• _What is needed_
Please repeat the lines of the material below exactly, starting with the one that contains "carry a path." and ending with the last.

• _Records for processing_
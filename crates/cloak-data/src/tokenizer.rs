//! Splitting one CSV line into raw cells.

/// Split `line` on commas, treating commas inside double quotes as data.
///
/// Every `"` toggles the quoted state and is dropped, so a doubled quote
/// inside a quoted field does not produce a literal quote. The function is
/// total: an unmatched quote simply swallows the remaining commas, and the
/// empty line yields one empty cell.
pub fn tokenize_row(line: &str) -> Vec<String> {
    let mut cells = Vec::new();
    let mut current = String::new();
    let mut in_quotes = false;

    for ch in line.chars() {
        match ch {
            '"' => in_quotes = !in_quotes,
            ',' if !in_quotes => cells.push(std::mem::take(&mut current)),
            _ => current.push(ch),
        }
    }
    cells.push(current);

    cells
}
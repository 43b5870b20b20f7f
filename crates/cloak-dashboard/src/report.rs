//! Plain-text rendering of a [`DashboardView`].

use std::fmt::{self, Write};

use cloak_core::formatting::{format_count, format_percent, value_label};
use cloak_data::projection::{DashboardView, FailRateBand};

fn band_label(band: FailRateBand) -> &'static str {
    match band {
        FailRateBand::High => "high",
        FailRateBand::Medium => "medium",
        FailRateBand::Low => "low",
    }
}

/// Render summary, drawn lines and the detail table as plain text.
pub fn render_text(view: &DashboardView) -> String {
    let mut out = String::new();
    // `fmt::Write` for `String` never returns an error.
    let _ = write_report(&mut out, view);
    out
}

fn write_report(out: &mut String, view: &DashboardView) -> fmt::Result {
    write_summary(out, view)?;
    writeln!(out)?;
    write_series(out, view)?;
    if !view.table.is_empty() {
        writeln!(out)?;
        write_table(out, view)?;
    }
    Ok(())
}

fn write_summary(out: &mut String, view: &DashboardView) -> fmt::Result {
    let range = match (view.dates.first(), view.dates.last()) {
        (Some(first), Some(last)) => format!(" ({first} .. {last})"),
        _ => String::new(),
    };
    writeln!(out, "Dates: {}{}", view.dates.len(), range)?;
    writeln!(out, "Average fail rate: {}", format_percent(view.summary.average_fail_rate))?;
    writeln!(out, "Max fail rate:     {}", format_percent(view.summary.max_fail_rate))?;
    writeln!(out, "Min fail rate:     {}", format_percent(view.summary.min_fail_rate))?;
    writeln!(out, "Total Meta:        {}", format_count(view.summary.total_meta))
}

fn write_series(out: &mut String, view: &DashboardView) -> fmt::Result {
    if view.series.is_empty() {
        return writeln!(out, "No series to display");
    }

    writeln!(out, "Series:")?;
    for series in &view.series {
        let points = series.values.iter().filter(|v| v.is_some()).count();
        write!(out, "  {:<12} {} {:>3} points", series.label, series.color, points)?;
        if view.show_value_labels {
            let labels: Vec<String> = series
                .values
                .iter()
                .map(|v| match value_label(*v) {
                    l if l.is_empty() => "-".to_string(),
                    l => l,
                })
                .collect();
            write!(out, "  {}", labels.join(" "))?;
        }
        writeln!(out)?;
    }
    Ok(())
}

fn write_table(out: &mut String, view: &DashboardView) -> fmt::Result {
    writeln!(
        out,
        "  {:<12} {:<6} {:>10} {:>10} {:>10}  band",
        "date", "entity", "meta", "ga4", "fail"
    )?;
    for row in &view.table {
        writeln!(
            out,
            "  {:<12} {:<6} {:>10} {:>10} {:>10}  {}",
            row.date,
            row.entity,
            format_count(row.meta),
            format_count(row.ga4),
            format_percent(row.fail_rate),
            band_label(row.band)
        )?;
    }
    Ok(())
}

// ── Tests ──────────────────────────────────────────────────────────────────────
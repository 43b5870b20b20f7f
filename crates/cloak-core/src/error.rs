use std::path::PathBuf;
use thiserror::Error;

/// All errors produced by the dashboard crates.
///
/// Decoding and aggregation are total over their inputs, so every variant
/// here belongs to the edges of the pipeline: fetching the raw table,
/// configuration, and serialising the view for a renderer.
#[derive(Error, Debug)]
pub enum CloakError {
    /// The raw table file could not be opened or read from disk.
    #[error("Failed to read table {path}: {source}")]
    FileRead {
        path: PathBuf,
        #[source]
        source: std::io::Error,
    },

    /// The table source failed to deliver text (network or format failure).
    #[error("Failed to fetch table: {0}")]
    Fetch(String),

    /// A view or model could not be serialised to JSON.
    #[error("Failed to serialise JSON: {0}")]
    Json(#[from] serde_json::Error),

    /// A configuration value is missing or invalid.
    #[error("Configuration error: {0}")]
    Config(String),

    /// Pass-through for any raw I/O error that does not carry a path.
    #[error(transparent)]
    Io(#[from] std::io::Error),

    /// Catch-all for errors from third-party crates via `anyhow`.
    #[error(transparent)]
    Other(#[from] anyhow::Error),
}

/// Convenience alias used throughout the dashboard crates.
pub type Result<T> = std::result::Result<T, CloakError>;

• _Response_
    /// Pass-through for any raw I/O error that does not carry a path.
    #[error(transparent)]
    Io(#[from] std::io::Error),

    /// Catch-all for errors from third-party crates via `anyhow`.
    #[error(transparent)]
    Other(#[from] anyhow::Error),
}

/// Convenience alias used throughout the dashboard crates.
pub type Result<T> = std::result::Result<T, CloakError>;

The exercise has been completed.